What is needed: Every entry below needs to be repeated exactly as written.

Records contained in a dataset:
──────────

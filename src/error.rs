//! Error types used by the task manager, its capabilities, and task bodies.
//!
//! - [`TaskError`]: errors returned by individual task bodies.
//! - [`StartError`], [`CancelError`], [`ReleaseError`]: failures raised by the
//!   work-unit and cancel-handle capabilities; the manager translates them into
//!   [`Status`](crate::Status) values.
//! - [`ManagerError`]: programming-error faults propagated by the manager instead
//!   of being encoded as a status.
//!
//! All types provide `as_label` for logs.

use std::time::Duration;
use thiserror::Error;

use crate::tasks::WorkStatus;

/// # Errors produced by task execution.
///
/// Returned by [`Task::run`](crate::Task::run). `Canceled` marks the unit as canceled;
/// everything else marks it as faulted.
#[non_exhaustive]
#[derive(Error, Debug)]
pub enum TaskError {
    /// Task execution exceeded its timeout duration.
    #[error("timed out after {timeout:?}")]
    Timeout {
        /// The timeout duration that was exceeded.
        timeout: Duration,
    },

    /// Task execution failed.
    #[error("execution failed: {error}")]
    Fail {
        /// The underlying error message.
        error: String,
    },

    /// Task observed its cancellation token and stopped.
    #[error("context cancelled")]
    Canceled,
}

impl TaskError {
    /// Returns a short stable label (snake_case) for use in logs/metrics.
    ///
    /// # Example
    /// ```
    /// use taskkeeper::TaskError;
    /// use std::time::Duration;
    ///
    /// let err = TaskError::Timeout { timeout: Duration::from_secs(1) };
    /// assert_eq!(err.as_label(), "task_timeout");
    /// ```
    pub fn as_label(&self) -> &'static str {
        match self {
            TaskError::Timeout { .. } => "task_timeout",
            TaskError::Fail { .. } => "task_failed",
            TaskError::Canceled => "task_canceled",
        }
    }

    /// Convenience constructor for [`TaskError::Fail`].
    pub fn fail(error: impl Into<String>) -> Self {
        TaskError::Fail {
            error: error.into(),
        }
    }
}

/// # Failure to start a work unit.
#[non_exhaustive]
#[derive(Error, Debug, Clone, PartialEq, Eq)]
pub enum StartError {
    /// The unit's resources were already released.
    #[error("work unit already released")]
    Released,

    /// The unit is not in the `Created` state (already started or terminal).
    #[error("cannot start work unit in state {status}")]
    InvalidState {
        /// State observed when the start was attempted.
        status: WorkStatus,
    },

    /// No runtime was available to execute the unit.
    #[error("cannot spawn work unit: {reason}")]
    Runtime {
        /// Underlying reason.
        reason: String,
    },
}

impl StartError {
    /// Returns a short stable label (snake_case) for use in logs/metrics.
    pub fn as_label(&self) -> &'static str {
        match self {
            StartError::Released => "start_released",
            StartError::InvalidState { .. } => "start_invalid_state",
            StartError::Runtime { .. } => "start_runtime",
        }
    }
}

/// # Failure to request cancellation.
#[non_exhaustive]
#[derive(Error, Debug, Clone, PartialEq, Eq)]
pub enum CancelError {
    /// The cancel handle was already released.
    #[error("cancel handle already released")]
    Released,

    /// One or more cancellation callbacks failed; the token itself is cancelled.
    #[error("{} cancellation callback(s) failed: {errors:?}", errors.len())]
    Callbacks {
        /// Messages collected from every failing callback.
        errors: Vec<String>,
    },
}

impl CancelError {
    /// Returns a short stable label (snake_case) for use in logs/metrics.
    pub fn as_label(&self) -> &'static str {
        match self {
            CancelError::Released => "cancel_released",
            CancelError::Callbacks { .. } => "cancel_callbacks_failed",
        }
    }
}

/// # Failure to release a work unit.
#[non_exhaustive]
#[derive(Error, Debug, Clone, PartialEq, Eq)]
pub enum ReleaseError {
    /// Releasing a unit that has not reached a terminal state is not allowed.
    #[error("cannot release work unit in non-terminal state {status}")]
    InvalidState {
        /// State observed when the release was attempted.
        status: WorkStatus,
    },
}

/// # Faults propagated by the task manager.
///
/// These are programming errors on the caller's side, not operation outcomes.
#[non_exhaustive]
#[derive(Error, Debug, Clone, PartialEq, Eq)]
pub enum ManagerError {
    /// `delete` was called on a task whose work unit is not terminal.
    #[error("task {task:?} cannot be deleted in state {status}")]
    InvalidState {
        /// Task name.
        task: String,
        /// State of the work unit at the time of the call.
        status: WorkStatus,
    },
}

impl ManagerError {
    /// Returns a short stable label (snake_case) for use in logs/metrics.
    pub fn as_label(&self) -> &'static str {
        match self {
            ManagerError::InvalidState { .. } => "manager_invalid_state",
        }
    }
}

#[cfg(test)]
mod tests {
    use super::*;

    #[test]
    fn callback_error_message_counts_failures() {
        let err = CancelError::Callbacks {
            errors: vec!["a".into(), "b".into()],
        };
        assert!(err.to_string().starts_with("2 cancellation callback(s) failed"));
        assert_eq!(err.as_label(), "cancel_callbacks_failed");
    }

    #[test]
    fn invalid_state_mentions_status() {
        let err = ManagerError::InvalidState {
            task: "job".into(),
            status: WorkStatus::Running,
        };
        assert_eq!(err.to_string(), "task \"job\" cannot be deleted in state Running");
    }
}
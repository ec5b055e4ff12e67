//! # Function-backed task (`TaskFn`)
//!
//! [`TaskFn`] wraps a closure `F: Fn(CancellationToken) -> Fut`, producing a fresh
//! future per run. No hidden mutation happens between runs; shared state must be
//! captured explicitly (e.g. through an `Arc<...>` inside the closure).
//!
//! ## Example
//! ```rust
//! use tokio_util::sync::CancellationToken;
//! use taskkeeper::{TaskFn, TaskRef, TaskError};
//!
//! let t: TaskRef = TaskFn::arc(|ctx: CancellationToken| async move {
//!     if ctx.is_cancelled() {
//!         return Err(TaskError::Canceled);
//!     }
//!     // do work...
//!     Ok::<_, TaskError>(())
//! });
//! # let _ = t;
//! ```

use std::future::Future;
use std::sync::Arc;

use async_trait::async_trait;
use tokio_util::sync::CancellationToken;

use crate::error::TaskError;
use crate::tasks::task::Task;

/// Function-backed task implementation.
///
/// Wraps a closure that *creates* a new future per run.
#[derive(Debug)]
pub struct TaskFn<F> {
    f: F,
}

impl<F> TaskFn<F> {
    /// Creates a new function-backed task.
    ///
    /// Prefer [`TaskFn::arc`] when you immediately need a [`TaskRef`](crate::TaskRef).
    pub fn new(f: F) -> Self {
        Self { f }
    }

    /// Creates the task and returns it as a shared handle.
    pub fn arc(f: F) -> Arc<Self> {
        Arc::new(Self::new(f))
    }
}

#[async_trait]
impl<F, Fut> Task for TaskFn<F>
where
    F: Fn(CancellationToken) -> Fut + Send + Sync + 'static, // Fn, not FnMut
    Fut: Future<Output = Result<(), TaskError>> + Send + 'static,
{
    async fn run(&self, ctx: CancellationToken) -> Result<(), TaskError> {
        (self.f)(ctx).await
    }
}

──────────

Exercise solution:
filename src/error.rs
//! Error types used by the task manager, its capabilities, and task bodies.
//!
//! - [`TaskError`]: errors returned by individual task bodies.
//! - [`StartError`], [`CancelError`], [`ReleaseError`]: failures raised by the
//!   work-unit and cancel-handle capabilities; the manager translates them into
//!   [`Status`](crate::Status) values.
//! - [`ManagerError`]: programming-error faults propagated by the manager instead
//!   of being encoded as a status.
//!
//! All types provide `as_label` for logs.

use std::time::Duration;
use thiserror::Error;

use crate::tasks::WorkStatus;

/// # Errors produced by task execution.
///
/// Returned by [`Task::run`](crate::Task::run). `Canceled` marks the unit as canceled;
/// everything else marks it as faulted.
#[non_exhaustive]
#[derive(Error, Debug)]
pub enum TaskError {
    /// Task execution exceeded its timeout duration.
    #[error("timed out after {timeout:?}")]
    Timeout {
        /// The timeout duration that was exceeded.
        timeout: Duration,
    },

    /// Task execution failed.
    #[error("execution failed: {error}")]
    Fail {
        /// The underlying error message.
        error: String,
    },

    /// Task observed its cancellation token and stopped.
    #[error("context cancelled")]
    Canceled,
}

impl TaskError {
    /// Returns a short stable label (snake_case) for use in logs/metrics.
    ///
    /// # Example
    /// ```
    /// use taskkeeper::TaskError;
    /// use std::time::Duration;
    ///
    /// let err = TaskError::Timeout { timeout: Duration::from_secs(1) };
    /// assert_eq!(err.as_label(), "task_timeout");
    /// ```
    pub fn as_label(&self) -> &'static str {
        match self {
            TaskError::Timeout { .. } => "task_timeout",
            TaskError::Fail { .. } => "task_failed",
            TaskError::Canceled => "task_canceled",
        }
    }

    /// Convenience constructor for [`TaskError::Fail`].
    pub fn fail(error: impl Into<String>) -> Self {
        TaskError::Fail {
            error: error.into(),
        }
    }
}

/// # Failure to start a work unit.
#[non_exhaustive]
#[derive(Error, Debug, Clone, PartialEq, Eq)]
pub enum StartError {
    /// The unit's resources were already released.
    #[error("work unit already released")]
    Released,

    /// The unit is not in the `Created` state (already started or terminal).
    #[error("cannot start work unit in state {status}")]
    InvalidState {
        /// State observed when the start was attempted.
        status: WorkStatus,
    },

    /// No runtime was available to execute the unit.
    #[error("cannot spawn work unit: {reason}")]
    Runtime {
        /// Underlying reason.
        reason: String,
    },
}

impl StartError {
    /// Returns a short stable label (snake_case) for use in logs/metrics.
    pub fn as_label(&self) -> &'static str {
        match self {
            StartError::Released => "start_released",
            StartError::InvalidState { .. } => "start_invalid_state",
            StartError::Runtime { .. } => "start_runtime",
        }
    }
}

/// # Failure to request cancellation.
#[non_exhaustive]
#[derive(Error, Debug, Clone, PartialEq, Eq)]
pub enum CancelError {
    /// The cancel handle was already released.
    #[error("cancel handle already released")]
    Released,

    /// One or more cancellation callbacks failed; the token itself is cancelled.
    #[error("{} cancellation callback(s) failed: {errors:?}", errors.len())]
    Callbacks {
        /// Messages collected from every failing callback.
        errors: Vec<String>,
    },
}

impl CancelError {
    /// Returns a short stable label (snake_case) for use in logs/metrics.
    pub fn as_label(&self) -> &'static str {
        match self {
            CancelError::Released => "cancel_released",
            CancelError::Callbacks { .. } => "cancel_callbacks_failed",
        }
    }
}

/// # Failure to release a work unit.
#[non_exhaustive]
#[derive(Error, Debug, Clone, PartialEq, Eq)]
pub enum ReleaseError {
    /// Releasing a unit that has not reached a terminal state is not allowed.
    #[error("cannot release work unit in non-terminal state {status}")]
    InvalidState {
        /// State observed when the release was attempted.
        status: WorkStatus,
    },
}

/// # Faults propagated by the task manager.
///
/// These are programming errors on the caller's side, not operation outcomes.
#[non_exhaustive]
#[derive(Error, Debug, Clone, PartialEq, Eq)]
pub enum ManagerError {
    /// `delete` was called on a task whose work unit is not terminal.
    #[error("task {task:?} cannot be deleted in state {status}")]
    InvalidState {
        /// Task name.
        task: String,
        /// State of the work unit at the time of the call.
        status: WorkStatus,
    },
}

impl ManagerError {
    /// Returns a short stable label (snake_case) for use in logs/metrics.
    pub fn as_label(&self) -> &'static str {
        match self {
            ManagerError::InvalidState { .. } => "manager_invalid_state",
        }
    }
}

#[cfg(test)]
mod tests {
    use super::*;

    #[test]
    fn callback_error_message_counts_failures() {
        let err = CancelError::Callbacks {
            errors: vec!["a".into(), "b".into()],
        };
        assert!(err.to_string().starts_with("2 cancellation callback(s) failed"));
        assert_eq!(err.as_label(), "cancel_callbacks_failed");
    }

    #[test]
    fn invalid_state_mentions_status() {
        let err = ManagerError::InvalidState {
            task: "job".into(),
            status: WorkStatus::Running,
        };
        assert_eq!(err.to_string(), "task \"job\" cannot be deleted in state Running");
    }
}
repository ec5b055e4ff12e67
//! # Function-backed task (`TaskFn`)
//!
//! [`TaskFn`] wraps a closure `F: Fn(CancellationToken) -> Fut`, producing a fresh
//! future per run. No hidden mutation happens between runs; shared state must be
//! captured explicitly (e.g. through an `Arc<...>` inside the closure).
//!
//! ## Example
//! ```rust
//! use tokio_util::sync::CancellationToken;
//! use taskkeeper::{TaskFn, TaskRef, TaskError};
//!
//! let t: TaskRef = TaskFn::arc(|ctx: CancellationToken| async move {
//!     if ctx.is_cancelled() {
//!         return Err(TaskError::Canceled);
//!     }
//!     // do work...
//!     Ok::<_, TaskError>(())
//! });
//! # let _ = t;
//! ```

use std::future::Future;
use std::sync::Arc;

use async_trait::async_trait;
use tokio_util::sync::CancellationToken;

use crate::error::TaskError;
use crate::tasks::task::Task;

/// Function-backed task implementation.
///
/// Wraps a closure that *creates* a new future per run.
#[derive(Debug)]
pub struct TaskFn<F> {
    f: F,
}

impl<F> TaskFn<F> {
    /// Creates a new function-backed task.
    ///
    /// Prefer [`TaskFn::arc`] when you immediately need a [`TaskRef`](crate::TaskRef).
    pub fn new(f: F) -> Self {
        Self { f }
    }

    /// Creates the task and returns it as a shared handle.
    pub fn arc(f: F) -> Arc<Self> {
        Arc::new(Self::new(f))
    }
}

#[async_trait]
impl<F, Fut> Task for TaskFn<F>
where
    F: Fn(CancellationToken) -> Fut + Send + Sync + 'static, // Fn, not FnMut
    Fut: Future<Output = Result<(), TaskError>> + Send + 'static,
{
    async fn run(&self, ctx: CancellationToken) -> Result<(), TaskError> {
        (self.f)(ctx).await
    }
}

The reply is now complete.